An FB-22 would be the optimal solution but its doubtful that we'll see the Raptor developed beyond the standard airframe with the huge budget cuts coming.

Or as another said here, the F-22 is deader than Elvis!

RIP

Anonymous said...

"the F-22 is deader than Elvis, RIP"
Roger that! Sustainment is also strangled. RIP USAF

Anonymous said...

Why not just have R2D2 (He'd fit quite nicely in LiftFan cavity of a 'B')use 'his' omniscient 360° spherical situational awareness to fend off any pesky SAMs or interceptors, while the brave JSF pilots use The Force (supplied via the HMD) to locate and navigate the 'corridor' to the Iranian Jihad Star's vulnerable core?

That way you wouldn't even need to chance suffocating another innocent Raptor pilot...

Mike M. said...

It doesn't matter. Budgets will be so tight that the only option will be to revive the sailing warship. And it's well known that Iron Men in Wooden Ships have the strength of at least twenty times their number of landlubbers.

Snorbak said...

nico,
Further on what you were getting at, in the 1st Gulf war, the lions share of precision strike was carried out by F111's not the much lauded F117 as many believe.

Anonymous said...

Snorbak, careful you will upset Bonza, by quoting the facts.
Can not wait for the rebuff.

Anonymous said...

One could start by pointing out that all the well defended targets were taken out by F-117's.

Anonymous said...

Bonza is back

Unknown said...

"One could start by pointing out that all the well defended targets were taken out by F-117's."

Not true:

Read this:

"Many of DOD's and manufacturers' postwar claims about weapon system performance--particularly the F-117, TLAM, and laser-guided bombs--were overstated, misleading, inconsistent with the best available data, or unverifiable."

http://www.fas.org/man/gao/nsiad97134/letter.htm

and...

"F-117s.
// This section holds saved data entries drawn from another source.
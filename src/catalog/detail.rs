//! On-demand fetch of an icon's raw image content

use super::error::CatalogError;
use crate::IconRecord;
use moka::sync::Cache;
use std::fs;
use std::path::{Path, PathBuf};
use std::sync::Arc;
use tracing::{debug, warn};

/// Fetch-once cache of raw icon content, keyed by record id
///
/// Entries never expire for the lifetime of the cache. A failed fetch
/// leaves nothing behind, so calling again retries.
pub struct DetailCache {
    image_dir: PathBuf,
    cache: Cache<String, Arc<[u8]>>,
}

impl DetailCache {
    /// Create a cache reading images from `image_dir`
    ///
    /// The cache is unbounded: nothing is evicted for the lifetime of the
    /// cache.
    #[must_use]
    pub fn new(image_dir: impl Into<PathBuf>) -> Self {
        Self {
            image_dir: image_dir.into(),
            cache: Cache::builder().build(),
        }
    }

    /// Directory images are read from
    #[must_use]
    pub fn image_dir(&self) -> &Path {
        &self.image_dir
    }

    /// Raw content of the record's image, fetched on first use
    ///
    /// # Errors
    ///
    /// Returns `CatalogError::FetchError` if the image cannot be read. The
    /// cache is not populated in that case.
    pub fn fetch(&self, record: &IconRecord) -> Result<Arc<[u8]>, CatalogError> {
        if let Some(content) = self.cache.get(&record.id) {
            return Ok(content);
        }

        let path = self.image_dir.join(&record.image);
        let content: Arc<[u8]> = match fs::read(&path) {
            Ok(bytes) => bytes.into(),
            Err(e) => {
                warn!(id = %record.id, path = %path.display(), error = %e, "image fetch failed");
                return Err(CatalogError::FetchError {
                    id: record.id.clone(),
                    reason: e.to_string(),
                });
            }
        };

        debug!(id = %record.id, bytes = content.len(), "image cached");
        self.cache.insert(record.id.clone(), Arc::clone(&content));
        Ok(content)
    }

    /// True if the record's image is already cached
    #[must_use]
    pub fn is_cached(&self, id: &str) -> bool {
        self.cache.contains_key(id)
    }
}

#[cfg(test)]
mod tests {
    use super::*;
    use tempfile::TempDir;

    fn record() -> IconRecord {
        IconRecord::new("paris", "Paris", "France", "Europe", "Capital")
    }

    #[test]
    fn test_fetch_reads_image() {
        let dir = TempDir::new().unwrap();
        fs::write(dir.path().join("paris.svg"), "<svg/>").unwrap();

        let cache = DetailCache::new(dir.path());
        let content = cache.fetch(&record()).unwrap();
        assert_eq!(&*content, b"<svg/>");
        assert!(cache.is_cached("paris"));
    }

    #[test]
    fn test_fetch_is_cached_for_session() {
        let dir = TempDir::new().unwrap();
        fs::write(dir.path().join("paris.svg"), "<svg>one</svg>").unwrap();

        let cache = DetailCache::new(dir.path());
        let first = cache.fetch(&record()).unwrap();

        fs::write(dir.path().join("paris.svg"), "<svg>two</svg>").unwrap();
        let second = cache.fetch(&record()).unwrap();

        assert_eq!(first, second);
        assert_eq!(&*second, b"<svg>one</svg>");
    }

    #[test]
    fn test_large_catalog_never_evicted() {
        let dir = TempDir::new().unwrap();
        let records: Vec<IconRecord> = (0..1500)
            .map(|i| {
                IconRecord::new(
                    format!("icon-{i}"),
                    format!("City {i}"),
                    "France",
                    "Europe",
                    "Landmark",
                )
            })
            .collect();
        for record in &records {
            fs::write(dir.path().join(&record.image), &record.id).unwrap();
        }

        let cache = DetailCache::new(dir.path());
        for record in &records {
            cache.fetch(record).unwrap();
        }
        // served from the cache once the files are gone
        for record in &records {
            fs::remove_file(dir.path().join(&record.image)).unwrap();
        }
        for record in &records {
            assert!(cache.is_cached(&record.id), "{} evicted", record.id);
            assert_eq!(&*cache.fetch(record).unwrap(), record.id.as_bytes());
        }
    }

    #[test]
    fn test_failed_fetch_retries() {
        let dir = TempDir::new().unwrap();
        let cache = DetailCache::new(dir.path());

        let result = cache.fetch(&record());
        assert!(matches!(result, Err(CatalogError::FetchError { ref id, .. }) if id == "paris"));
        assert!(!cache.is_cached("paris"));

        fs::write(dir.path().join("paris.svg"), "<svg/>").unwrap();
        assert!(cache.fetch(&record()).is_ok());
    }
}
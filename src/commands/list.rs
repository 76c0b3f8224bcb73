//! List command - the visible listing for a scope and query

use crate::{
    CityIconsError, catalog::Catalog, output, search::compute_visible, slug::country_by_slug,
};
use std::io::Write;

type Result<T> = std::result::Result<T, CityIconsError>;

/// Execute the list command
///
/// An unknown country slug is reported as not found rather than as an error.
///
/// # Errors
/// Returns an error if writing to `out` fails
pub fn execute(
    catalog: &Catalog,
    query: Option<&str>,
    country_slug: Option<&str>,
    region: Option<&str>,
    quiet: bool,
    out: &mut impl Write,
) -> Result<()> {
    let country = match country_slug {
        Some(slug) => match country_by_slug(catalog.records(), slug) {
            Some(country) => Some(country),
            None => {
                writeln!(out, "Not found: /{slug}")?;
                return Ok(());
            }
        },
        None => None,
    };

    let visible = compute_visible(catalog.records(), country, region, query.unwrap_or_default());

    if visible.is_empty() {
        if !quiet {
            writeln!(out, "No icons match.")?;
        }
        return Ok(());
    }

    if !quiet {
        writeln!(out, "{} of {} icons:", visible.len(), catalog.len())?;
    }
    for record in visible {
        writeln!(out, "{}", output::record_line(record, quiet))?;
    }
    Ok(())
}
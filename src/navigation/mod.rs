//! Keeps the detail overlay and the current path in sync
//!
//! The [`Navigator`] is an explicit state machine fed through a FIFO event
//! queue. It owns the current path and the [`NavigationState`], and answers
//! every event with zero or more [`Effect`]s for the host to carry out.
//!
//! # Workflow
//!
//! ```text
//! Mount(path)
//!     ├─ /country/city resolves → select + open, Navigate(canonical) if not canonical
//!     ├─ /country/city misses   → NotFound
//!     ├─ /a/b/c...              → Navigate("/")
//!     └─ anything else          → nothing
//!         ↓
//! Open(id)  → select + open → Navigate(canonical detail path) unless already there
//! Close     → stay on a valid country page, otherwise Navigate("/")
//! ```
//!
//! Events dispatched before `Mount` wait in the queue and run right after
//! it, so a deep link is never torn down by an early close redirect.

mod error;
mod events;
mod route;

pub use error::NavigationError;
pub use events::{Effect, NavEvent};
pub use route::{Route, StaticPage};

use crate::IconRecord;
use crate::catalog::Catalog;
use crate::search::compute_visible;
use crate::slug::{country_by_slug, find_icon_by_slugs, icon_path};
use std::collections::VecDeque;
use tracing::{debug, warn};

/// Per-session view state
///
/// `overlay_open` implies `selected` is set. A closed overlay may keep a
/// stale selection; it is not shown.
#[derive(Debug, Clone, Default, PartialEq, Eq)]
pub struct NavigationState {
    /// Identifier of the selected record
    pub selected: Option<String>,
    pub overlay_open: bool,
    pub last_query: String,
    pub last_region: Option<String>,
}

/// Navigation state machine over a catalog
#[derive(Debug, Clone)]
pub struct Navigator {
    catalog: Catalog,
    path: String,
    state: NavigationState,
    mounted: bool,
    queue: VecDeque<NavEvent>,
}

impl Navigator {
    /// Create an unmounted navigator at `/`
    #[must_use]
    pub fn new(catalog: Catalog) -> Self {
        Self {
            catalog,
            path: "/".to_string(),
            state: NavigationState::default(),
            mounted: false,
            queue: VecDeque::new(),
        }
    }

    /// Queue an event without processing it
    pub fn dispatch(&mut self, event: NavEvent) {
        self.queue.push_back(event);
    }

    /// Process queued events in order and collect the resulting effects
    ///
    /// Before a `Mount` has been seen, the first queued `Mount` is processed
    /// ahead of everything else. With no `Mount` queued, nothing runs.
    pub fn run(&mut self) -> Vec<Effect> {
        let mut effects = Vec::new();

        if !self.mounted {
            let Some(index) = self.queue.iter().position(|e| matches!(e, NavEvent::Mount(_))) else {
                return effects;
            };
            if let Some(mount) = self.queue.remove(index) {
                self.apply(mount, &mut effects);
            }
        }

        while let Some(event) = self.queue.pop_front() {
            self.apply(event, &mut effects);
        }
        effects
    }

    /// Dispatch one event and process the queue
    pub fn handle(&mut self, event: NavEvent) -> Vec<Effect> {
        self.dispatch(event);
        self.run()
    }

    /// Current path
    #[must_use]
    pub fn current_path(&self) -> &str {
        &self.path
    }

    /// Current route
    #[must_use]
    pub fn route(&self) -> Route {
        Route::parse(&self.path)
    }

    /// Current view state
    #[must_use]
    pub const fn state(&self) -> &NavigationState {
        &self.state
    }

    /// True once first-mount initialisation has run
    #[must_use]
    pub const fn is_mounted(&self) -> bool {
        self.mounted
    }

    /// Number of events waiting in the queue
    #[must_use]
    pub fn pending(&self) -> usize {
        self.queue.len()
    }

    /// The catalog being navigated
    #[must_use]
    pub const fn catalog(&self) -> &Catalog {
        &self.catalog
    }

    /// The selected record, if any
    #[must_use]
    pub fn selected_record(&self) -> Option<&IconRecord> {
        self.state.selected.as_deref().and_then(|id| self.catalog.get(id))
    }

    /// The record shown in the overlay, if it is open
    #[must_use]
    pub fn overlay_record(&self) -> Option<&IconRecord> {
        if self.state.overlay_open {
            self.selected_record()
        } else {
            None
        }
    }

    /// Display name of the country scoping the current page
    #[must_use]
    pub fn country_scope(&self) -> Option<&str> {
        match self.route() {
            Route::Country(slug) => country_by_slug(self.catalog.records(), &slug),
            _ => None,
        }
    }

    /// The listing for the current page, query and region
    #[must_use]
    pub fn visible(&self) -> Vec<&IconRecord> {
        compute_visible(
            self.catalog.records(),
            self.country_scope(),
            self.state.last_region.as_deref(),
            &self.state.last_query,
        )
    }

    fn apply(&mut self, event: NavEvent, effects: &mut Vec<Effect>) {
        debug!(?event, path = %self.path, "navigation event");
        match event {
            NavEvent::Mount(path) => self.on_mount(path, effects),
            NavEvent::PathChanged(path) => self.on_path_changed(path, effects),
            NavEvent::Open(id) => self.on_open(&id, effects),
            NavEvent::Close => self.on_close(effects),
            NavEvent::Query(query) => self.on_query(query),
            NavEvent::RegionClick(region) => self.on_region_click(region),
            NavEvent::ClearRegion => self.state.last_region = None,
        }
    }

    fn on_mount(&mut self, path: String, effects: &mut Vec<Effect>) {
        if self.mounted {
            warn!(%path, "navigator already mounted; treating as path change");
            self.on_path_changed(path, effects);
            return;
        }

        self.path = path;
        self.mounted = true;
        self.enter_current_path(effects);
    }

    fn on_path_changed(&mut self, path: String, effects: &mut Vec<Effect>) {
        self.path = path;
        self.state.overlay_open = false;
        self.enter_current_path(effects);
    }

    /// Derive the overlay state from the path
    ///
    /// Valid pages are not redirected, except that a detail path is rewritten
    /// to its canonical form.
    fn enter_current_path(&mut self, effects: &mut Vec<Effect>) {
        match self.route() {
            Route::Detail { country, city } => {
                match find_icon_by_slugs(self.catalog.records(), &country, &city) {
                    Some(record) => {
                        let target = icon_path(record);
                        self.state.selected = Some(record.id.clone());
                        self.state.overlay_open = true;
                        if self.path != target {
                            self.redirect(&target, effects);
                        }
                    }
                    None => effects.push(Effect::NotFound(self.path.clone())),
                }
            }
            Route::Country(slug) if !self.catalog.has_country_slug(&slug) => {
                effects.push(Effect::NotFound(self.path.clone()));
            }
            Route::Malformed => self.redirect("/", effects),
            Route::Root | Route::Static(_) | Route::Country(_) => {}
        }
    }

    fn on_open(&mut self, id: &str, effects: &mut Vec<Effect>) {
        let Some(record) = self.catalog.get(id) else {
            warn!(%id, "ignoring open for unknown icon");
            return;
        };
        let target = icon_path(record);

        self.state.selected = Some(id.to_string());
        self.state.overlay_open = true;

        if self.route() != Route::parse(&target) {
            self.redirect(&target, effects);
        }
    }

    fn on_close(&mut self, effects: &mut Vec<Effect>) {
        if !self.state.overlay_open {
            return;
        }
        self.state.overlay_open = false;

        let on_country_page =
            matches!(self.route(), Route::Country(slug) if self.catalog.has_country_slug(&slug));
        if !on_country_page && self.path != "/" {
            self.redirect("/", effects);
        }
    }

    fn on_query(&mut self, query: String) {
        if query.trim() == self.state.last_query.trim() {
            return;
        }
        self.state.last_query = query;
    }

    fn on_region_click(&mut self, region: String) {
        if self.state.last_region.as_deref() == Some(region.as_str()) {
            self.state.last_region = None;
        } else {
            self.state.last_region = Some(region);
        }
    }

    fn redirect(&mut self, path: &str, effects: &mut Vec<Effect>) {
        debug!(from = %self.path, to = %path, "redirect");
        self.path = path.to_string();
        effects.push(Effect::navigate(path));
    }
}
//! cityicons CLI application entry point
//!
//! Command-line frontend for the city icon catalog: list and search icons,
//! resolve deep links, draw random picks and show statistics.
//!
//! # Usage
//!
//! ```bash
//! # List everything (default command)
//! cityicons
//!
//! # Scope to a country page and search
//! cityicons list --country united-states york
//!
//! # Resolve a deep link, or dump the icon itself
//! cityicons show brazil sao-paulo
//! cityicons show brazil sao-paulo --raw > sao-paulo.svg
//!
//! # Replay navigation: mount at a path, open and close the overlay
//! cityicons navigate /germany open:berlin close
//!
//! # Random picks
//! cityicons random
//! cityicons roulette
//! ```
//!
//! # Configuration
//!
//! Settings live in the user's config directory
//! (`~/.config/cityicons/config.toml` on Linux) and may be overridden with
//! `CITYICONS_*` environment variables. `CITYICONS_LOG` sets the log filter.

use cityicons::{
    CityIconsError,
    catalog::{Catalog, DetailCache},
    cli::{Cli, Commands},
    commands,
    config::CityIconsConfig,
    logging,
};
use std::io::{self, Write};
use std::time::Instant;
use tracing::debug;

type Result<T> = std::result::Result<T, CityIconsError>;

fn main() {
    if let Err(e) = run() {
        eprintln!("Error: {e}");
        std::process::exit(1);
    }
}

fn run() -> Result<()> {
    let cli = Cli::parse_args();
    let mut config = CityIconsConfig::load()?;

    logging::init(&config.log_level, cli.verbose);

    if let Some(dir) = &cli.data_dir {
        config.data_dir.clone_from(dir);
    }
    if let Some(dir) = &cli.image_dir {
        config.image_dir.clone_from(dir);
    }
    let quiet = cli.quiet || config.quiet;
    let command = cli.get_command();
    debug!(?command, data_dir = %config.data_dir.display(), "starting");

    let stdout = io::stdout();
    let mut out = stdout.lock();
    // config commands must work without a dataset
    let load_catalog = || Catalog::load_dir(&config.data_dir);

    match command {
        Commands::Config { command } => {
            commands::config(&config, &command, quiet, &mut out)?;
        }
        Commands::List {
            query,
            country,
            region,
        } => {
            commands::list(
                &load_catalog()?,
                query.as_deref(),
                country.as_deref(),
                region.as_deref(),
                quiet,
                &mut out,
            )?;
        }
        Commands::Show { country, city, raw } => {
            let cache = DetailCache::new(&config.image_dir);
            commands::show(&load_catalog()?, &cache, &country, &city, raw, &mut out)?;
        }
        Commands::Random => {
            commands::random(&load_catalog()?, &mut rand::rng(), quiet, &mut out)?;
        }
        Commands::Roulette => {
            let catalog = load_catalog()?;
            commands::roulette(&catalog, &config.roulette, &mut rand::rng(), quiet, &mut out)?;
        }
        Commands::Stats { top } => {
            commands::stats(&load_catalog()?, top, quiet, &mut out)?;
        }
        Commands::Navigate { path, events } => {
            commands::navigate(&load_catalog()?, &path, events, quiet, &mut out)?;
        }
        Commands::Search { region } => {
            let stdin = io::stdin();
            commands::search(
                &load_catalog()?,
                region,
                config.debounce(),
                stdin.lock(),
                Instant::now,
                quiet,
                &mut out,
            )?;
        }
    }

    out.flush()?;
    Ok(())
}
//! Command-line interface definitions and parsing
//!
//! This module defines the CLI structure for cityicons using the `clap` crate.
//!
//! # Commands
//!
//! - **list**: Show the visible listing for a country, region and query (default)
//! - **show**: Resolve a `/{country}/{city}` slug pair to its detail view
//! - **random**: A decorative sample of three icons
//! - **roulette**: The weighted three-pick draw
//! - **stats**: Catalog statistics
//! - **navigate**: Replay navigation events against a path
//! - **search**: Interactive search reading queries from stdin
//! - **config**: Inspect or initialise the configuration file
//!
//! # Examples
//!
//! ```
//! use cityicons::cli::{Cli, Commands};
//! use clap::Parser;
//!
//! let cli = Cli::parse_from(["cityicons", "show", "france", "paris"]);
//! assert!(matches!(cli.get_command(), Commands::Show { .. }));
//! ```

use crate::navigation::NavEvent;
use clap::{Parser, Subcommand};
use std::path::PathBuf;

/// Main CLI structure for parsing command-line arguments
#[derive(Parser, Debug)]
#[command(name = "cityicons")]
#[command(about = "Browse a catalog of city icons", long_about = None)]
#[command(version)]
pub struct Cli {
    #[command(subcommand)]
    pub command: Option<Commands>,

    /// Suppress informational output (only print results)
    #[arg(short = 'q', long = "quiet", global = true)]
    pub quiet: bool,

    /// Log debug output to stderr
    #[arg(short = 'v', long = "verbose", global = true)]
    pub verbose: bool,

    /// Dataset directory (overrides config)
    #[arg(long = "data-dir", value_name = "DIR", global = true)]
    pub data_dir: Option<PathBuf>,

    /// Icon image directory (overrides config)
    #[arg(long = "image-dir", value_name = "DIR", global = true)]
    pub image_dir: Option<PathBuf>,
}

/// Available CLI commands
#[derive(Subcommand, Debug, Clone)]
pub enum Commands {
    /// List icons, optionally scoped and filtered (default)
    #[command(visible_alias = "l")]
    List {
        /// Free-text query matched against city, region and country
        #[arg(value_name = "QUERY")]
        query: Option<String>,

        /// Country slug to scope the listing to (e.g. united-states)
        #[arg(short = 'c', long = "country", value_name = "SLUG")]
        country: Option<String>,

        /// Region to scope the listing to (exact name)
        #[arg(short = 'r', long = "region", value_name = "REGION")]
        region: Option<String>,
    },

    /// Show the icon at /{country}/{city}
    #[command(visible_alias = "s")]
    Show {
        /// Country slug
        country: String,

        /// City slug
        city: String,

        /// Print the raw image content instead of the details
        #[arg(long = "raw")]
        raw: bool,
    },

    /// Show three random icons
    Random,

    /// Spin the roulette
    Roulette,

    /// Show catalog statistics
    Stats {
        /// How many countries to rank
        #[arg(long = "top", value_name = "N", default_value_t = 10)]
        top: usize,
    },

    /// Mount at PATH and replay navigation events
    ///
    /// Events: open:<id>, close, goto:<path>, query:<text>, region:<name>, clear-region
    #[command(visible_alias = "nav")]
    Navigate {
        /// Path to mount at
        #[arg(value_name = "PATH")]
        path: String,

        /// Events to replay, in order
        #[arg(value_name = "EVENT")]
        events: Vec<NavEvent>,
    },

    /// Interactive search: each stdin line is a query
    #[command(visible_alias = "i")]
    Search {
        /// Region to scope the search to
        #[arg(short = 'r', long = "region", value_name = "REGION")]
        region: Option<String>,
    },

    /// Manage configuration settings
    Config {
        #[command(subcommand)]
        command: ConfigCommands,
    },
}

/// Configuration subcommands
#[derive(Subcommand, Debug, Clone)]
pub enum ConfigCommands {
    /// Print the effective configuration
    Show,
    /// Print the config file location
    Path,
    /// Write the effective configuration to the config file
    Init,
}

impl Cli {
    /// Parse command line arguments
    #[must_use]
    pub fn parse_args() -> Self {
        Self::parse()
    }

    /// Get the command, defaulting to List if none specified
    #[must_use]
    pub fn get_command(&self) -> Commands {
        self.command.clone().unwrap_or(Commands::List {
            query: None,
            country: None,
            region: None,
        })
    }
}
//! Random command - a decorative sample of icons

use crate::{CityIconsError, catalog::Catalog, output, random::decorative_sample};
use rand::Rng;
use std::io::Write;

type Result<T> = std::result::Result<T, CityIconsError>;

/// Execute the random command
///
/// # Errors
/// Returns an error if writing to `out` fails
pub fn execute<R: Rng + ?Sized>(
    catalog: &Catalog,
    rng: &mut R,
    quiet: bool,
    out: &mut impl Write,
) -> Result<()> {
    for record in decorative_sample(catalog.records(), rng) {
        writeln!(out, "{}", output::record_line(record, quiet))?;
    }
    Ok(())
}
DOD’s title V report stated that 80 percent of the bombs dropped by F-117s hit their target—an accuracy rate characterized by its primary contractor, Lockheed, as “unprecedented.” However, in Desert Storm, (1) approximately one-third of the reported F-117 hits either lacked corroborating support or were in conflict with other available data; (2) the probability of bomb release for a scheduled F-117 mission was only 75 percent; and (3) for these reasons and because of uncertainty in the data, the probability of a target’s being hit from a planned F-117 strike in Desert Storm ranged between 41 and 60 percent.18 Similarly, (1) F-117s were not the only aircraft tasked to targets in and around Baghdad where the defenses were characterized as especially intense, (2) F-117s were neither as effective on the first night of the war as claimed nor solely responsible for the collapse of the Iraqi IADS in the initial hours of the campaign, (3) F-117s did not achieve surprise every night of the campaign, and (4) F-117s occasionally benefited from jammer support aircraft."